Es claro, entonces, que no todas las mujeres de los medios urbanos hispanoamericanos siguieron las normas y pautas de conducta que se les impusieron o pretendieron imponer, y es más que probable que las mujeres de los estratos subalternos hayan sido menos permeables al discurso jurídico y preceptivo promovido por el Estado y la Iglesia, en tanto sus urgencias económicas las forzaron a laborar en actividades no domésticas y a enfrentar los avatares de la calle; por tanto, no podían adaptarse a la rigidez de los modelos formulados. Por el contrario, las mujeres de la élite estuvieron más propensas a aceptar los ideales que se les proponían, no solo porque estaban más protegidas económicamente, sino también porque la aceptación de tales ideales constituía un signo de distinción y honor que las diferenciaba de las mujeres de los estratos menos favorecidos54. Además, la presión social de su entorno femenino y masculino coadyuvaba a que admitieran más fácilmente los roles que se les adjudicaba.

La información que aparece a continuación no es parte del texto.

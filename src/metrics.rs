#![forbid(unsafe_code)]

// Run metrics - lock-free counters plus a start/stop latch

use parking_lot::RwLock;
use serde::Serialize;
use std::sync::atomic::{AtomicU64, Ordering::Relaxed};
use std::sync::Arc;
use std::time::{Duration, Instant};

/// Smallest duration used when deriving throughput, so the first instants of a run
/// don't divide by zero.
const MIN_THROUGHPUT_WINDOW_SECS: f64 = 0.001;

/// Per-run counters shared by every component that updates them.
///
/// Cloning is cheap and yields a handle onto the same counters; construct one per run.
#[derive(Clone, Default)]
pub struct Metrics {
    inner: Arc<Inner>,
}

#[derive(Default)]
struct Inner {
    success: AtomicU64,
    failure: AtomicU64,
    connections_created: AtomicU64,
    reconnections: AtomicU64,

    window: RwLock<Window>,
}

#[derive(Default, Clone, Copy)]
struct Window {
    started: Option<Instant>,
    stopped: Option<Instant>,
}

/// Point-in-time copy of the counters
#[derive(Debug, Clone, Copy, PartialEq, Serialize)]
#[serde(rename_all = "camelCase")]
pub struct MetricsSnapshot {
    pub success: u64,
    pub failure: u64,
    pub connections_created: u64,
    pub reconnections: u64,
    pub duration_ms: u64,
    pub throughput_per_sec: f64,
}

impl Metrics {
    pub fn new() -> Self {
        Self::default()
    }

    // --- Counter increments ---

    pub fn inc_success(&self) {
        self.inner.success.fetch_add(1, Relaxed);
    }

    pub fn inc_failure(&self) {
        self.inner.failure.fetch_add(1, Relaxed);
    }

    pub fn inc_connections_created(&self) {
        self.inner.connections_created.fetch_add(1, Relaxed);
    }

    pub fn inc_reconnections(&self) {
        self.inner.reconnections.fetch_add(1, Relaxed);
    }

    // --- Reads ---

    pub fn success(&self) -> u64 {
        self.inner.success.load(Relaxed)
    }

    pub fn failure(&self) -> u64 {
        self.inner.failure.load(Relaxed)
    }

    pub fn connections_created(&self) -> u64 {
        self.inner.connections_created.load(Relaxed)
    }

    pub fn reconnections(&self) -> u64 {
        self.inner.reconnections.load(Relaxed)
    }

    // --- Measurement window ---

    /// Marks the start of the measurement period and clears any previous stop.
    pub fn start(&self) {
        *self.inner.window.write() = Window {
            started: Some(Instant::now()),
            stopped: None,
        };
    }

    pub fn stop(&self) {
        self.inner.window.write().stopped = Some(Instant::now());
    }

    /// Zero before `start`; elapsed-so-far until `stop` is called.
    pub fn duration(&self) -> Duration {
        let window = *self.inner.window.read();
        match window.started {
            None => Duration::ZERO,
            Some(started) => window
                .stopped
                .unwrap_or_else(Instant::now)
                .saturating_duration_since(started),
        }
    }

    pub fn throughput_per_sec(&self) -> f64 {
        let secs = self.duration().as_secs_f64().max(MIN_THROUGHPUT_WINDOW_SECS);
        self.success() as f64 / secs
    }

    pub fn snapshot(&self) -> MetricsSnapshot {
        MetricsSnapshot {
            success: self.success(),
            failure: self.failure(),
            connections_created: self.connections_created(),
            reconnections: self.reconnections(),
            duration_ms: self.duration().as_millis() as u64,
            throughput_per_sec: self.throughput_per_sec(),
        }
    }
}

#[cfg(test)]
mod tests {
    use super::*;

    #[test]
    fn test_duration_zero_before_start() {
        let metrics = Metrics::new();
        metrics.inc_success();
        assert_eq!(metrics.duration(), Duration::ZERO);
        // 1 success over the 1ms floor
        assert!((metrics.throughput_per_sec() - 1000.0).abs() < 1e-6);
    }

    #[test]
    fn test_duration_latches_on_stop() {
        let metrics = Metrics::new();
        metrics.start();
        std::thread::sleep(Duration::from_millis(5));
        metrics.stop();
        let first = metrics.duration();
        std::thread::sleep(Duration::from_millis(5));
        assert!(first >= Duration::from_millis(5));
        assert_eq!(metrics.duration(), first);
    }

    #[test]
    fn test_clones_share_counters() {
        let metrics = Metrics::new();
        let handle = metrics.clone();
        let threads: Vec<_> = (0..8)
            .map(|_| {
                let m = handle.clone();
                std::thread::spawn(move || {
                    for _ in 0..1000 {
                        m.inc_success();
                        m.inc_failure();
                    }
                })
            })
            .collect();
        for t in threads {
            t.join().unwrap();
        }
        handle.inc_connections_created();
        handle.inc_reconnections();

        let snap = metrics.snapshot();
        assert_eq!(snap.success, 8000);
        assert_eq!(snap.failure, 8000);
        assert_eq!(snap.connections_created, 1);
        assert_eq!(snap.reconnections, 1);
    }
}
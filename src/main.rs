#![forbid(unsafe_code)]

//! ChatFlow load generator
//!
//! Usage:
//!   chatflow-load --server ws://localhost:8081 --messages 500000 --workers 4
//!   chatflow-load --messages 10000 --no-warmup --no-probe
//!
//! Every option can also be set through its CHATFLOW_* environment variable.

use anyhow::Result;
use chatflow_load::channel::WsConnector;
use chatflow_load::config::LoadConfig;
use chatflow_load::harness::Harness;
use chatflow_load::metrics::Metrics;
use chatflow_load::probe::RttProbe;
use chatflow_load::stats::RunReport;
use chatflow_load::warmup::run_warmup;
use std::path::PathBuf;
use std::sync::Arc;
use tracing::{error, info, warn};
use tracing_subscriber::{layer::SubscriberExt, util::SubscriberInitExt};

#[tokio::main]
async fn main() -> Result<()> {
    // Initialize tracing
    tracing_subscriber::registry()
        .with(
            tracing_subscriber::EnvFilter::try_from_default_env()
                .unwrap_or_else(|_| "chatflow_load=info".into()),
        )
        .with(tracing_subscriber::fmt::layer())
        .init();

    let mut config = LoadConfig::from_env();
    let args: Vec<String> = std::env::args().collect();
    if !apply_args(&mut config, &args) {
        print_usage();
        return Ok(());
    }
    config.validate()?;

    info!("ChatFlow load generator - target {}", config.chat_prefix());

    // Calibration: a probe failure only costs us the estimate
    let probe = if config.probe_samples > 0 {
        let probe = RttProbe::new(config.connect_timeout, config.probe_timeout);
        match probe.measure(&config.probe_url(), config.probe_samples).await {
            Ok(report) => Some(report),
            Err(e) => {
                warn!("RTT probe failed, continuing without estimate: {}", e);
                None
            }
        }
    } else {
        None
    };

    let warmup = if config.warmup_tasks > 0 {
        let connector = Arc::new(WsConnector::new(
            config.chat_prefix(),
            config.connect_timeout,
            Metrics::new(),
            None,
        ));
        Some(
            run_warmup(
                connector,
                config.warmup_tasks,
                config.warmup_messages_per_task,
                config.room_ids.clone(),
            )
            .await,
        )
    } else {
        None
    };

    let harness = Harness::live(config.clone());
    let shutdown = harness.shutdown_handle();
    tokio::spawn(async move {
        if tokio::signal::ctrl_c().await.is_ok() {
            info!("Received Ctrl+C, stopping run...");
            shutdown.trigger();
        }
    });

    let summary = harness.run().await?;
    let report = RunReport::build(summary, &harness.records(), warmup, probe, config.concurrency());
    report.print_summary();

    if let Some(path) = &config.results_path {
        match report.write_json(path) {
            Ok(()) => println!("Results saved to: {}", path.display()),
            Err(e) => error!("Failed to write results to {}: {}", path.display(), e),
        }
    }

    Ok(())
}

/// Applies command-line overrides. Returns false when usage was requested.
fn apply_args(config: &mut LoadConfig, args: &[String]) -> bool {
    let mut i = 1;
    while i < args.len() {
        let value = args.get(i + 1);
        let mut consumed = 2;
        match (args[i].as_str(), value) {
            ("--server" | "-s", Some(v)) => config.server_url = v.clone(),
            ("--messages" | "-m", Some(v)) => {
                config.total_messages = v.parse().unwrap_or(config.total_messages)
            }
            ("--workers" | "-w", Some(v)) => {
                config.sender_workers = v.parse().unwrap_or(config.sender_workers)
            }
            ("--rooms", Some(v)) => {
                let max = v.parse().unwrap_or(*config.room_ids.end());
                config.room_ids = *config.room_ids.start()..=max;
            }
            ("--pipeline-depth", Some(v)) => {
                config.pipeline_depth = v.parse().unwrap_or(config.pipeline_depth)
            }
            ("--output" | "-o", Some(v)) => config.results_path = Some(PathBuf::from(v)),
            ("--no-output", _) => {
                config.results_path = None;
                consumed = 1;
            }
            ("--no-warmup", _) => {
                config.warmup_tasks = 0;
                consumed = 1;
            }
            ("--no-probe", _) => {
                config.probe_samples = 0;
                consumed = 1;
            }
            ("--help" | "-h", _) => return false,
            (other, _) => {
                eprintln!("Ignoring unknown or incomplete argument '{}'", other);
                consumed = 1;
            }
        }
        i += consumed;
    }
    true
}

fn print_usage() {
    println!("chatflow-load [options]");
    println!("  -s, --server <url>        base WebSocket URL (default ws://localhost:8081)");
    println!("  -m, --messages <n>        main-phase message count (default 500000)");
    println!("  -w, --workers <n>         sender workers (default 4)");
    println!("      --rooms <n>           highest room id (default 20)");
    println!("      --pipeline-depth <n>  assumed in-flight per worker (default 1)");
    println!("  -o, --output <path>       results JSON path (default load_test_results.json)");
    println!("      --no-output           skip the results file");
    println!("      --no-warmup           skip the warmup phase");
    println!("      --no-probe            skip the RTT probe");
}

#[cfg(test)]
mod tests {
    use super::*;

    fn args(list: &[&str]) -> Vec<String> {
        std::iter::once("chatflow-load").chain(list.iter().copied()).map(String::from).collect()
    }

    #[test]
    fn test_apply_args() {
        let mut config = LoadConfig::default();
        let proceed = apply_args(
            &mut config,
            &args(&["--messages", "1000", "-w", "8", "--no-warmup", "--rooms", "5", "--bogus"]),
        );
        assert!(proceed);
        assert_eq!(config.total_messages, 1000);
        assert_eq!(config.sender_workers, 8);
        assert_eq!(config.warmup_tasks, 0);
        assert_eq!(config.room_ids, 1..=5);
    }

    #[test]
    fn test_help_stops() {
        let mut config = LoadConfig::default();
        assert!(!apply_args(&mut config, &args(&["--help"])));
    }
}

Por otra parte, desde el ángulo más privado de la familia y de las relaciones maritales, no pareciera que las mujeres (ni tampoco los hombres) hayan aceptado cómodamente, por lo menos en varios casos, el papel que se les pretendió otorgar. Como se vio anteriormente, las relaciones consensuales al margen del matrimonio fueron frecuentes, y los cuantiosos juicios ventilados en los tribunales civiles y eclesiásticos daban cuenta de transgresiones y situaciones indeseadas entre hombres y mujeres casados, que iban desde las no pocas solicitudes de dispensa por parentesco hasta los relativamente abundantes casos de adulterio, bigamia55, incesto y sevicia, incluyendo atentados contra la vida. Es indudable que la mayoría de las veces las mujeres aparecieron como víctimas, pero ellas también fueron protagonistas activas de los incidentes que las condujeron con sus maridos a los juzgados. Estas situaciones, y la documentación judicial pareciera probarlo así, demostrarían que las restricciones sexuales provenientes de la legislación y la prédica de la literatura preceptiva, que buscaba la contención y recogimiento de las mujeres, no siempre funcionaron56.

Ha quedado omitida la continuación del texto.